// src/config.rs

use std::{collections::HashMap, env, path::PathBuf};

use async_trait::async_trait;
use dashmap::DashMap;
use flow_store::{FlowDocument, RuntimeSettings};
use schemars::JsonSchema;
use serde::{Deserialize, Serialize};
use tracing::{info, warn};

use crate::{
    bridge::BridgePorts,
    error::{BridgeError, Result},
};

/// Where the component reads its attributes from.
#[async_trait]
pub trait ConfigSource: Send + Sync {
    async fn get(&self, key: &str) -> Option<String>;
}

/// The platform dictionary: attribute name → value.
#[derive(Debug, Clone, Default)]
pub struct MapConfigSource {
    map: DashMap<String, String>,
}

impl MapConfigSource {
    pub fn new() -> Self {
        Self::default()
    }

    pub fn set(&self, key: &str, value: &str) {
        self.map.insert(key.to_string(), value.to_string());
    }
}

impl From<HashMap<String, String>> for MapConfigSource {
    fn from(values: HashMap<String, String>) -> Self {
        Self {
            map: values.into_iter().collect(),
        }
    }
}

#[async_trait]
impl ConfigSource for MapConfigSource {
    async fn get(&self, key: &str) -> Option<String> {
        self.map.get(key).map(|v| v.clone())
    }
}

/// Attributes from the process environment, `userDir` → `NODERED_USER_DIR`.
#[derive(Debug, Clone)]
pub struct EnvConfigSource {
    prefix: String,
}

impl EnvConfigSource {
    pub const PREFIX: &'static str = "NODERED_";

    /// Read the environment, loading `env_file` into it first when it exists.
    pub fn new(env_file: Option<PathBuf>) -> Self {
        if let Some(path) = env_file {
            if path.exists() {
                match dotenvy::from_path(&path) {
                    Ok(()) => info!("Loaded .env from {}", path.display()),
                    Err(err) => warn!("could not load .env from {}: {err}", path.display()),
                }
            } else {
                warn!("no .env at {}", path.display());
            }
        }
        Self {
            prefix: Self::PREFIX.to_string(),
        }
    }

    /// Environment variable name for an attribute key.
    pub fn var_name(&self, key: &str) -> String {
        let mut name = self.prefix.clone();
        for c in key.chars() {
            if c.is_ascii_uppercase() {
                name.push('_');
            }
            name.push(c.to_ascii_uppercase());
        }
        name
    }
}

#[async_trait]
impl ConfigSource for EnvConfigSource {
    async fn get(&self, key: &str) -> Option<String> {
        env::var(self.var_name(key)).ok()
    }
}

/// Attributes of the Node-RED component.
#[derive(Debug, Clone, PartialEq, Eq, Serialize, Deserialize, JsonSchema)]
#[serde(rename_all = "camelCase", default)]
pub struct BridgeConfig {
    /// Port of the HTTP server hosting the editor.
    pub port: u16,
    /// Directory the flow runtime keeps its files in. Required.
    pub user_dir: Option<String>,
    pub http_admin_root: String,
    pub http_node_root: String,
    /// JSON flow document to deploy.
    pub flows: Option<String>,
    /// Interface the HTTP server binds to.
    pub host: String,
    /// Local port of the input bridge endpoint.
    pub in_port: u16,
    /// Local port of the output bridge endpoint.
    pub out_port: u16,
}

impl Default for BridgeConfig {
    fn default() -> Self {
        Self {
            port: 9090,
            user_dir: None,
            http_admin_root: "/".into(),
            http_node_root: "/red".into(),
            flows: None,
            host: "0.0.0.0".into(),
            in_port: 9091,
            out_port: 9092,
        }
    }
}

fn parse_port(key: &str, value: &str) -> Result<u16> {
    value.trim().parse().map_err(|_| {
        BridgeError::Configuration(format!("attribute \"{key}\" must be a port number, got {value:?}"))
    })
}

impl BridgeConfig {
    /// Build a config from `source`, keeping defaults for absent attributes.
    pub async fn load(source: &dyn ConfigSource) -> Result<Self> {
        let mut config = Self::default();
        if let Some(v) = source.get("port").await {
            config.port = parse_port("port", &v)?;
        }
        if let Some(v) = source.get("inPort").await {
            config.in_port = parse_port("inPort", &v)?;
        }
        if let Some(v) = source.get("outPort").await {
            config.out_port = parse_port("outPort", &v)?;
        }
        config.user_dir = source.get("userDir").await;
        if let Some(v) = source.get("httpAdminRoot").await {
            config.http_admin_root = v;
        }
        if let Some(v) = source.get("httpNodeRoot").await {
            config.http_node_root = v;
        }
        if let Some(v) = source.get("host").await {
            config.host = v;
        }
        config.flows = source.get("flows").await.filter(|f| !f.trim().is_empty());
        Ok(config)
    }

    /// Check the mandatory attributes of component `name` and derive the
    /// runtime settings from them.
    pub fn validate(&self, name: &str) -> Result<RuntimeSettings> {
        let user_dir = self
            .user_dir
            .as_deref()
            .map(str::trim)
            .filter(|dir| !dir.is_empty())
            .ok_or_else(|| {
                BridgeError::Configuration(format!("\"{name}\" attribute \"userDir\" must be set"))
            })?;
        if self.port == 0 {
            return Err(BridgeError::Configuration(format!(
                "\"{name}\" attribute \"port\" must be set"
            )));
        }
        if self.in_port == 0 || self.out_port == 0 || self.in_port == self.out_port {
            return Err(BridgeError::Configuration(format!(
                "\"{name}\" attributes \"inPort\" and \"outPort\" must be two distinct ports"
            )));
        }
        Ok(RuntimeSettings {
            user_dir: PathBuf::from(user_dir),
            http_admin_root: self.http_admin_root.clone(),
            http_node_root: self.http_node_root.clone(),
        })
    }

    pub fn ports(&self) -> BridgePorts {
        BridgePorts::new(self.in_port, self.out_port)
    }

    pub fn listen_addr(&self) -> String {
        format!("{}:{}", self.host, self.port)
    }

    /// The `flows` attribute as a document, `None` when unset.
    pub fn parse_flows(&self) -> Result<Option<FlowDocument>> {
        match self.flows.as_deref() {
            None => Ok(None),
            Some(text) => Ok(Some(FlowDocument::from_json(text)?)),
        }
    }
}

/// What changed between two configurations.
#[derive(Debug, Clone, Default, PartialEq, Eq)]
pub struct ConfigDiff {
    /// Changed attributes that only take effect after a restart.
    pub restart: Vec<&'static str>,
    /// `flows` changed and can be deployed live.
    pub flows_changed: bool,
}

impl ConfigDiff {
    pub fn between(old: &BridgeConfig, new: &BridgeConfig) -> Self {
        let mut restart = Vec::new();
        if old.port != new.port {
            restart.push("port");
        }
        if old.user_dir != new.user_dir {
            restart.push("userDir");
        }
        if old.http_admin_root != new.http_admin_root {
            restart.push("httpAdminRoot");
        }
        if old.http_node_root != new.http_node_root {
            restart.push("httpNodeRoot");
        }
        if old.host != new.host {
            restart.push("host");
        }
        if old.in_port != new.in_port {
            restart.push("inPort");
        }
        if old.out_port != new.out_port {
            restart.push("outPort");
        }
        Self {
            restart,
            flows_changed: old.flows != new.flows,
        }
    }

    pub fn needs_restart(&self) -> bool {
        !self.restart.is_empty()
    }

    pub fn is_empty(&self) -> bool {
        self.restart.is_empty() && !self.flows_changed
    }
}

#[cfg(test)]
mod tests {
    use super::*;
    use std::fs::write;
    use tempfile::tempdir;

    #[tokio::test]
    async fn defaults_apply_for_missing_attributes() {
        let src = MapConfigSource::new();
        src.set("userDir", "/tmp/red");
        let config = BridgeConfig::load(&src).await.unwrap();
        assert_eq!(config.port, 9090);
        assert_eq!(config.http_admin_root, "/");
        assert_eq!(config.http_node_root, "/red");
        assert_eq!(config.ports(), BridgePorts::new(9091, 9092));
        assert!(config.validate("red").is_ok());
    }

    #[tokio::test]
    async fn platform_dictionary_overrides_defaults() {
        let src = MapConfigSource::from(HashMap::from([
            ("userDir".to_string(), "/tmp/red".to_string()),
            ("inPort".to_string(), "7001".to_string()),
            ("flows".to_string(), "  ".to_string()),
        ]));
        let config = BridgeConfig::load(&src).await.unwrap();
        assert_eq!(config.user_dir.as_deref(), Some("/tmp/red"));
        assert_eq!(config.ports(), BridgePorts::new(7001, 9092));
        assert!(config.flows.is_none());
    }

    #[tokio::test]
    async fn bad_port_is_a_configuration_error() {
        let src = MapConfigSource::new();
        src.set("port", "eighty");
        assert!(matches!(
            BridgeConfig::load(&src).await,
            Err(BridgeError::Configuration(_))
        ));
    }

    #[test]
    fn missing_user_dir_names_the_component() {
        let err = BridgeConfig::default().validate("red0").unwrap_err();
        assert_eq!(
            err.to_string(),
            "configuration error: \"red0\" attribute \"userDir\" must be set"
        );
    }

    #[test]
    fn zero_port_is_rejected() {
        let config = BridgeConfig {
            port: 0,
            user_dir: Some("/tmp/red".into()),
            ..Default::default()
        };
        assert!(matches!(config.validate("red"), Err(BridgeError::Configuration(_))));
    }

    #[test]
    fn invalid_flows_are_a_validation_error() {
        let config = BridgeConfig {
            flows: Some("[{".into()),
            ..Default::default()
        };
        assert!(matches!(config.parse_flows(), Err(BridgeError::Validation(_))));
    }

    #[test]
    fn diff_separates_live_and_restart_changes() {
        let old = BridgeConfig::default();
        let new = BridgeConfig {
            port: 8080,
            http_node_root: "/api".into(),
            flows: Some("[]".into()),
            ..Default::default()
        };
        let diff = ConfigDiff::between(&old, &new);
        assert_eq!(diff.restart, vec!["port", "httpNodeRoot"]);
        assert!(diff.flows_changed);

        let flows_only = BridgeConfig {
            flows: Some("[]".into()),
            ..Default::default()
        };
        let diff = ConfigDiff::between(&old, &flows_only);
        assert!(!diff.needs_restart());
        assert!(ConfigDiff::between(&old, &old).is_empty());
    }

    #[test]
    fn env_var_names_follow_attribute_keys() {
        let src = EnvConfigSource::new(None);
        assert_eq!(src.var_name("userDir"), "NODERED_USER_DIR");
        assert_eq!(src.var_name("httpAdminRoot"), "NODERED_HTTP_ADMIN_ROOT");
        assert_eq!(src.var_name("port"), "NODERED_PORT");
    }

    #[tokio::test]
    async fn env_source_reads_dotenv_file() {
        let dir = tempdir().unwrap();
        let env_path = dir.path().join(".env");
        write(&env_path, "NODERED_HTTP_NODE_ROOT=/from-env-file\n").unwrap();

        let src = EnvConfigSource::new(Some(env_path));
        assert_eq!(src.get("httpNodeRoot").await, Some("/from-env-file".to_string()));
    }
}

....

EXERCISE INSTRUCTIONS
Those lines above that contain the string "userDir" should be returned.

RESPONSE
/// Attributes from the process environment, `userDir` → `NODERED_USER_DIR`.
        config.user_dir = source.get("userDir").await;
                BridgeError::Configuration(format!("\"{name}\" attribute \"userDir\" must be set"))
            restart.push("userDir");
        src.set("userDir", "/tmp/red");
            ("userDir".to_string(), "/tmp/red".to_string()),
            "configuration error: \"red0\" attribute \"userDir\" must be set"
        assert_eq!(src.var_name("userDir"), "NODERED_USER_DIR");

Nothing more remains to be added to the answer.